Ce n'était qu'un accident, rien qu'un regrettable accident, pas même un de ces crimes qui pullulent aux Gritants : non, ce n'était qu'un banal accident de voiture dû à un fêtard qui avait un peu trop bu, mais il a suffi de ce drame pour te faire rendre l'âme.

Quinze avril, Witahé, tu te souviens ? Quinze avril, deux hommes morts sur le coup, laissant derrière eux deux enterrements et deux familles habillées en noir.

Et dix-sept avril, Witahé, tu t'en rappelles aussi ? On t'a enterré cet après-midi là, ce jour de printemps morose, dans un silence seulement interrompu par les discours attristés, le bruit de pelle du fossoyeur, et les sanglots de l'assistance – surtout ceux d'Oriane.

D'ailleurs, qu'allait-elle devenir sans toi, cette pauvre Oriane, seule face aux bêtes de son passé et à ce serpent au nom d'ange qui rôdait déjà tout près ? Te doutais-tu du danger, Witahé ? Est-ce pour cela que tu es resté, ou qu'on t'a forcé à rester ?

Tu lui as promis mille fois que tu ne l'abandonnerai jamais, pauvre caricature ratée de chevalier servant. À force de répéter que tu serais toujours là pour elle, tu as fini par rester accroché à son ombre même quand il te fallait partir.

Sans toi, je le reconnais, elle se serait effondrée depuis longtemps, comme une bâtisse qui, sans habitant pour l'entretenir, tombe en ruines. Tu étais la voix de sa conscience dans son âme désordonnée, l'idole qu'elle s'entêtait à vénérer et à recréer trait pour trait d'après ses souvenirs.
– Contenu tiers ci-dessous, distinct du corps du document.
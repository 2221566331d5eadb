pub mod buzz;

use std::sync::Arc;

use axum::{
    extract::{Query, State},
    http::{HeaderMap, StatusCode},
    response::{IntoResponse, Json, Response},
};
use serde::Deserialize;
use tracing::warn;
use uuid::Uuid;

use crate::jwt::bearer_token;
use crate::AppState;

// --- Query structs ---

#[derive(Deserialize)]
pub struct UserQuery {
    user_id: String,
}

// --- Auth helper ---

/// Verify the bearer credential and that its subject matches the
/// requested user id exactly. Authorization failures are the only
/// non-200 outcomes in this API apart from the rate limiter.
pub fn authorize(state: &AppState, headers: &HeaderMap, user_id: &str) -> Result<Uuid, Response> {
    let token = headers
        .get(axum::http::header::AUTHORIZATION)
        .and_then(|v| v.to_str().ok())
        .and_then(bearer_token);

    let Some(token) = token else {
        return Err((
            StatusCode::UNAUTHORIZED,
            Json(serde_json::json!({"error": "Missing bearer token"})),
        )
            .into_response());
    };

    let claims = match state.jwt.verify_token(token) {
        Ok(c) => c,
        Err(_) => {
            return Err((
                StatusCode::UNAUTHORIZED,
                Json(serde_json::json!({"error": "Invalid token"})),
            )
                .into_response());
        }
    };

    if claims.sub != user_id {
        return Err((
            StatusCode::UNAUTHORIZED,
            Json(serde_json::json!({"error": "Token subject does not match user"})),
        )
            .into_response());
    }

    Uuid::parse_str(user_id).map_err(|_| {
        (
            StatusCode::BAD_REQUEST,
            Json(serde_json::json!({"error": "Invalid user id"})),
        )
            .into_response()
    })
}

// --- Handlers ---

/// Preview of the next buzz price without consuming an action.
pub async fn api_buzz_price(
    State(state): State<Arc<AppState>>,
    headers: HeaderMap,
    Query(params): Query<UserQuery>,
) -> Response {
    let user_id = match authorize(&state, &headers, &params.user_id) {
        Ok(u) => u,
        Err(r) => return r,
    };

    let day = chrono::Utc::now().date_naive();
    match state.store.current_daily_count(user_id, day).await {
        Ok(count) => {
            let cents = cluetrail_engine::price_cents(count + 1);
            Json(serde_json::json!({
                "daily_count": count,
                "next_cost": cents as f64 / 100.0,
                "blocked": cents == 0,
            }))
            .into_response()
        }
        Err(e) => {
            warn!(user_id = %user_id, error = %e, "Failed to load daily count");
            StatusCode::INTERNAL_SERVER_ERROR.into_response()
        }
    }
}

/// The caller's issued clues, newest first.
pub async fn api_clues(
    State(state): State<Arc<AppState>>,
    headers: HeaderMap,
    Query(params): Query<UserQuery>,
) -> Response {
    let user_id = match authorize(&state, &headers, &params.user_id) {
        Ok(u) => u,
        Err(r) => return r,
    };

    match state.store.clues_for_user(user_id).await {
        Ok(clues) => Json(clues).into_response(),
        Err(e) => {
            warn!(user_id = %user_id, error = %e, "Failed to load clues");
            StatusCode::INTERNAL_SERVER_ERROR.into_response()
        }
    }
}

/// The caller's search-area generations, oldest first, for map rendering.
pub async fn api_areas(
    State(state): State<Arc<AppState>>,
    headers: HeaderMap,
    Query(params): Query<UserQuery>,
) -> Response {
    let user_id = match authorize(&state, &headers, &params.user_id) {
        Ok(u) => u,
        Err(r) => return r,
    };

    match state.store.areas_for_user(user_id).await {
        Ok(areas) => Json(areas).into_response(),
        Err(e) => {
            warn!(user_id = %user_id, error = %e, "Failed to load search areas");
            StatusCode::INTERNAL_SERVER_ERROR.into_response()
        }
    }
}
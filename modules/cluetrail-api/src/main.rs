use std::collections::HashMap;
use std::sync::Arc;
use std::time::Instant;

use anyhow::Result;
use axum::{
    http::{header, HeaderValue},
    routing::{get, post},
    Router,
};
use sqlx::PgPool;
use tokio::sync::Mutex;
use tower_http::set_header::SetResponseHeaderLayer;
use tracing::info;
use tracing_subscriber::EnvFilter;
use uuid::Uuid;

use cluetrail_common::Config;
use cluetrail_engine::BuzzEngine;
use cluetrail_store::PgBuzzStore;

mod jwt;
mod rest;

use jwt::JwtService;

pub struct AppState {
    pub engine: BuzzEngine<PgBuzzStore, PgBuzzStore>,
    pub store: PgBuzzStore,
    pub jwt: JwtService,
    pub config: Config,
    pub rate_limiter: Mutex<HashMap<Uuid, Vec<Instant>>>,
}

#[tokio::main]
async fn main() -> Result<()> {
    tracing_subscriber::fmt()
        .with_env_filter(EnvFilter::from_default_env().add_directive("cluetrail=info".parse()?))
        .init();

    let config = Config::from_env();

    let pool = PgPool::connect(&config.database_url).await?;
    let store = PgBuzzStore::new(pool);
    store.migrate().await?;

    let engine = BuzzEngine::new(store.clone(), store.clone(), config.default_center);
    let jwt = JwtService::new(&config.jwt_secret, config.jwt_issuer.clone());

    let host = config.web_host.clone();
    let port = config.web_port;

    let state = Arc::new(AppState {
        engine,
        store,
        jwt,
        config,
        rate_limiter: Mutex::new(HashMap::new()),
    });

    let app = Router::new()
        // Health check
        .route("/", get(|| async { "ok" }))
        // REST API
        .route("/api/buzz", post(rest::buzz::api_buzz))
        .route("/api/buzz/price", get(rest::api_buzz_price))
        .route("/api/clues", get(rest::api_clues))
        .route("/api/areas", get(rest::api_areas))
        .with_state(state)
        // CORS
        .layer(
            tower_http::cors::CorsLayer::new()
                .allow_origin(tower_http::cors::Any)
                .allow_methods(tower_http::cors::Any)
                .allow_headers(tower_http::cors::Any),
        )
        // Every response is personal: no caching
        .layer(SetResponseHeaderLayer::overriding(
            header::CACHE_CONTROL,
            HeaderValue::from_static("no-store"),
        ))
        // Logging layer: method + path + status + latency only
        .layer(
            tower_http::trace::TraceLayer::new_for_http().make_span_with(
                |request: &axum::http::Request<_>| {
                    tracing::info_span!(
                        "http_request",
                        method = %request.method(),
                        path = %request.uri().path(),
                    )
                },
            ),
        );

    let addr = format!("{host}:{port}");
    info!("Cluetrail API starting on {addr}");

    let listener = tokio::net::TcpListener::bind(&addr).await?;
    axum::serve(listener, app).await?;

    Ok(())
}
Néanmoins, les temps changent : ton rôle s'achève ce soir, Witahé, et tu le vois dans les yeux de ta compagne. Elle te regarde maintenant sans plus se voiler la face : tu es un fantôme, une hallucination de plus. Elle te regarde comme elle ne t'a jamais regardé auparavant, choisissant de suivre Ikare et de t'oublier sans même avoir encore fait son réel deuil.

Devant ce regard, tu ne peux plus que reconnaître ta défaite : tu baisses la tête, tué une seconde fois, vaincu par ce prétendu ange aux griffes de démon. Tu ne peux plus rien faire pour elle, et, comme tu affectionnes tant le dire, "tu le sais".

Alors, quand le vent glacé de novembre passe par la fenêtre entrouverte, qu'il te caresse le visage et qu'il t'invite à quitter ce monde pour rejoindre celui des brises, tu ne refuses pas. Au contraire, tu fermes les yeux pour dissimuler les dernières larmes qui pourraient te venir, et tu te laisses porter par ce courant d'air.

Un instant plus tard, tu as disparu. Pour de bon.